Mahasiswa Bisnis Digital Melakukan Kunjungan Ke BPS KEPRI

You are currently viewing Mahasiswa Bisnis Digital Melakukan Kunjungan Ke BPS KEPRI

Ada yang berbeda dari kunjungan Mahasiswa Bisnis Digital kali ini. Jika biasanya kunjungan industri identik dengan paparan satu arah, kunjungan ke Badan Pusat Statistik (BPS) Provinsi Kepulauan Riau (KEPRI) justru diwarnai dengan praktik teknis yang intensif.

Mahasiswa tidak hanya datang untuk ‘mendengar’, tapi untuk ‘melakukan’. Fokus utama mereka: belajar menjembatani data mentah menjadi sebuah visualisasi yang informatif menggunakan tool Business Intelligence (BI) modern, Looker Studio.
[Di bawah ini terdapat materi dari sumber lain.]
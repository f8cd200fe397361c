mod error;
mod grammar;

pub use error::ParseError;

use crate::Expr;

/// Parse a rule expression such as `Val in Item` into an [`Expr`].
///
/// Identifiers are kept as written; resolving them to `Val`/`Item` is the
/// compiler's job.
///
/// # Errors
///
/// Returns [`ParseError`] if the input is not valid expression syntax.
pub fn parse(input: &str) -> Result<Expr, ParseError> {
    use winnow::Parser;
    grammar::expression
        .parse(input)
        .map_err(|e| ParseError::new(e.to_string()))
}
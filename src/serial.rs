//! Binary snapshots of a rule catalog.
//!
//! A snapshot lets a service start from a catalog without re-reading and
//! re-validating JSON. The format is a 32-byte fixed header followed by a
//! bincode-encoded payload.
//!
//! ## Wire Format
//!
//! ```text
//! Offset  Size  Field
//! 0       4     Magic bytes: b"SQLR"
//! 4       2     Format version (u16, little-endian)
//! 6       2     Crate schema version (u16, little-endian)
//! 8       4     Flags (u32, reserved)
//! 12      4     Payload length in bytes (u32, little-endian)
//! 16      16    BLAKE3 hash of the payload (truncated to 16 bytes)
//! 32..    var   Bincode-encoded payload
//! ```
//!
//! ## Versioning
//!
//! The format version must match exactly or decoding fails with
//! [`DeserializeError::IncompatibleVersion`]. The schema version is
//! informational only.

use std::collections::HashSet;

use serde::{Deserialize, Serialize};
use thiserror::Error;

use crate::{SyntaxRule, WarnLevel};

const MAGIC: &[u8; 4] = b"SQLR";
const FORMAT_VERSION: u16 = 1;
const SCHEMA_VERSION: u16 = 1;
const HEADER_SIZE: usize = 32;

/// Errors raised while writing a catalog snapshot.
#[derive(Debug, Error)]
pub enum SerializeError {
    #[error("failed to encode catalog: {0}")]
    Encode(#[from] bincode::error::EncodeError),

    #[error("catalog payload is {0} bytes, larger than a snapshot can hold")]
    TooLarge(usize),

    #[error("I/O error during serialization: {0}")]
    Io(#[from] std::io::Error),
}

/// Errors raised while reading a catalog snapshot.
#[derive(Debug, Error)]
pub enum DeserializeError {
    #[error("not a sqlrule snapshot: invalid magic bytes")]
    BadMagic,

    #[error("incompatible format version: blob is v{blob}, crate supports v{supported}")]
    IncompatibleVersion { blob: u16, supported: u16 },

    #[error("integrity check failed: BLAKE3 checksum mismatch")]
    ChecksumMismatch,

    #[error("payload length mismatch: expected {expected} bytes, got {actual}")]
    LengthMismatch { expected: u32, actual: usize },

    #[error("failed to decode payload: {0}")]
    Decode(#[from] bincode::error::DecodeError),

    #[error("validation failed: {0}")]
    Validation(String),

    #[error("I/O error during deserialization: {0}")]
    Io(#[from] std::io::Error),
}

#[derive(Debug, Serialize, Deserialize)]
struct SerializedCatalog {
    rule_count: usize,
    rules: Vec<SerializedRule>,
}

/// Flat mirror of [`SyntaxRule`]. `item` travels as plain text here; the
/// inline-JSON form only makes sense in a JSON document.
#[derive(Debug, Serialize, Deserialize)]
struct SerializedRule {
    group_name: String,
    rule_name: String,
    item: String,
    item_type: String,
    expr: String,
    desc: String,
    warn_level: i16,
    status: bool,
}

fn rule_to_serialized(rule: &SyntaxRule) -> SerializedRule {
    SerializedRule {
        group_name: rule.group_name.clone(),
        rule_name: rule.rule_name.clone(),
        item: rule.item.clone(),
        item_type: rule.item_type.clone(),
        expr: rule.expr.clone(),
        desc: rule.desc.clone(),
        warn_level: rule.warn_level.into(),
        status: rule.status,
    }
}

fn serialized_to_rule(ser: SerializedRule) -> Result<SyntaxRule, DeserializeError> {
    let warn_level = WarnLevel::try_from(ser.warn_level)
        .map_err(|e| DeserializeError::Validation(format!("{}.{}: {e}", ser.group_name, ser.rule_name)))?;
    let rule = SyntaxRule {
        group_name: ser.group_name,
        rule_name: ser.rule_name,
        item: ser.item,
        item_type: ser.item_type,
        expr: ser.expr,
        desc: ser.desc,
        warn_level,
        status: ser.status,
    };
    rule.validate()
        .map_err(|e| DeserializeError::Validation(format!("{rule}: {e}")))?;
    Ok(rule)
}

fn validate(ser: &SerializedCatalog) -> Result<(), DeserializeError> {
    if ser.rule_count != ser.rules.len() {
        return Err(DeserializeError::Validation(format!(
            "metadata says {} rules but payload has {}",
            ser.rule_count,
            ser.rules.len()
        )));
    }

    let mut seen = HashSet::with_capacity(ser.rules.len());
    for rule in &ser.rules {
        if !seen.insert((rule.group_name.as_str(), rule.rule_name.as_str())) {
            return Err(DeserializeError::Validation(format!(
                "duplicate rule '{}.{}'",
                rule.group_name, rule.rule_name
            )));
        }
    }
    Ok(())
}

fn write_header(buf: &mut Vec<u8>, payload: &[u8], payload_len: u32) {
    let hash = blake3::hash(payload);

    buf.extend_from_slice(MAGIC);
    buf.extend_from_slice(&FORMAT_VERSION.to_le_bytes());
    buf.extend_from_slice(&SCHEMA_VERSION.to_le_bytes());
    buf.extend_from_slice(&0u32.to_le_bytes()); // flags
    buf.extend_from_slice(&payload_len.to_le_bytes());
    buf.extend_from_slice(&hash.as_bytes()[..16]);
}

#[allow(clippy::cast_possible_truncation)] // HEADER_SIZE is 32
fn read_header(bytes: &[u8]) -> Result<(u16, u32, [u8; 16]), DeserializeError> {
    if bytes.len() < HEADER_SIZE {
        return Err(DeserializeError::LengthMismatch {
            expected: HEADER_SIZE as u32,
            actual: bytes.len(),
        });
    }

    if &bytes[0..4] != MAGIC {
        return Err(DeserializeError::BadMagic);
    }

    let format_version = u16::from_le_bytes([bytes[4], bytes[5]]);
    let payload_len = u32::from_le_bytes([bytes[12], bytes[13], bytes[14], bytes[15]]);

    let mut hash = [0u8; 16];
    hash.copy_from_slice(&bytes[16..32]);

    Ok((format_version, payload_len, hash))
}

pub(crate) fn encode(rules: &[SyntaxRule]) -> Result<Vec<u8>, SerializeError> {
    let serialized = SerializedCatalog {
        rule_count: rules.len(),
        rules: rules.iter().map(rule_to_serialized).collect(),
    };
    let payload = bincode::serde::encode_to_vec(&serialized, bincode::config::standard())?;
    let payload_len =
        u32::try_from(payload.len()).map_err(|_| SerializeError::TooLarge(payload.len()))?;

    let mut buf = Vec::with_capacity(HEADER_SIZE + payload.len());
    write_header(&mut buf, &payload, payload_len);
    buf.extend_from_slice(&payload);
    Ok(buf)
}

pub(crate) fn decode(bytes: &[u8]) -> Result<Vec<SyntaxRule>, DeserializeError> {
    let (format_version, payload_len, stored_hash) = read_header(bytes)?;

    if format_version != FORMAT_VERSION {
        return Err(DeserializeError::IncompatibleVersion {
            blob: format_version,
            supported: FORMAT_VERSION,
        });
    }

    let payload_end = HEADER_SIZE + payload_len as usize;
    if bytes.len() < payload_end {
        return Err(DeserializeError::LengthMismatch {
            expected: payload_len,
            actual: bytes.len() - HEADER_SIZE,
        });
    }
    let payload = &bytes[HEADER_SIZE..payload_end];

    if blake3::hash(payload).as_bytes()[..16] != stored_hash {
        return Err(DeserializeError::ChecksumMismatch);
    }

    let (serialized, _): (SerializedCatalog, usize) =
        bincode::serde::decode_from_slice(payload, bincode::config::standard())?;
    validate(&serialized)?;

    serialized
        .rules
        .into_iter()
        .map(serialized_to_rule)
        .collect()
}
Menjembatani Kesenjangan Data

Kunjungan ini didasari oleh sebuah observasi tajam dari Himpunan Mahasiswa. Mereka mengidentifikasi adanya kesenjangan yang menarik di kalangan rekan-rekan mereka.

“Hasil observasi kami menemukan fakta menarik: ternyata 50% mahasiswa bisnis digital memahami analisis data dan mengenal tools-nya,” ungkap salah satu perwakilan Hima yang menjadi narasumber kami. “Namun, sebagian besar dari mereka sangat sedikit yang menggunakan data BPS, apalagi mengunjunginya secara langsung.”

Kunjungan ini, menurutnya, dirancang untuk “mengenalkan hulu data”. Sebelum mahasiswa terjun ke data marketplace atau media sosial, mereka perlu memahami di mana data fundamental—data demografi, ekonomi, dan sosial yang konkret—berada. Dan BPS adalah rumahnya.

BPS KEPRI dipilih bukan hanya karena lokasi yang dekat dengan kampus, tetapi juga karena BPS KEPRI sendiri telah mengadopsi Looker Studio untuk visualisasi data mereka, menjadikan mereka mitra yang relevan untuk pelatihan ini.

Metode Brilian: Data Absensi Jadi Studi Kasus

Bagian paling inovatif dari kunjungan ini adalah materi workshop-nya. Alih-alih menggunakan data set yang kompleks seperti inflasi atau PDRB yang mungkin membingungkan pemula, BPS KEPRI dan Hima menggunakan pendekatan yang brilian: data absensi mahasiswa itu sendiri.

“Saat melakukan absensi, data kami seperti nama, umur, pengetahuan kami mengenai BPS, pengetahuan terhadap analisis data, dan tempat wisata tujuan yang ingin kami datangi, dijadikan sebagai data mentah,” jelas narasumber tersebut.

Data yang baru diisi beberapa menit sebelumnya itu langsung “dilempar” ke layar dan diolah bersama-sama. Mahasiswa diajak untuk membersihkan, mengolah, dan memvisualisasikan data mereka sendiri secara real-time.

Suasana di ruangan pun berubah. “Para mahasiswa sangat antusias. Awalnya mereka mungkin merasa bingung, namun ketika sudah dituntun secara perlahan, mereka berhasil menghasilkan dashboard (dasbor) interaktif dari data yang mereka isi sendiri.”

Data Bukan Lagi Momok

Kunjungan ini berhasil mematahkan stigma bahwa statistik dan BPS adalah sesuatu yang kaku dan sulit dijangkau. Output yang diharapkan pun sangat jelas: mahasiswa kini memiliki hard skill baru yang bisa langsung diterapkan.

“Output yang kami harapkan adalah mahasiswa-mahasiswa ini bisa menggunakan tools yang diajarkan untuk dipakai dalam penelitian mereka, serta memudahkan mereka dalam mengerjakan tugas kuliah, dan diharapkan dapat membantu pekerjaan mereka di masa mendatang,” tutup narasumber.

Bagi mahasiswa Bisnis Digital yang mungkin masih merasa “alergi” dengan angka, kunjungan ini memberikan pesan penutup yang kuat:

“Jangan bingung atau pusing ketika melihat kolom dan baris yang dipenuhi data, karena pada kenyataannya data-data itu dapat diolah secara otomatis tanpa kita harus buka tutup kalkulator.”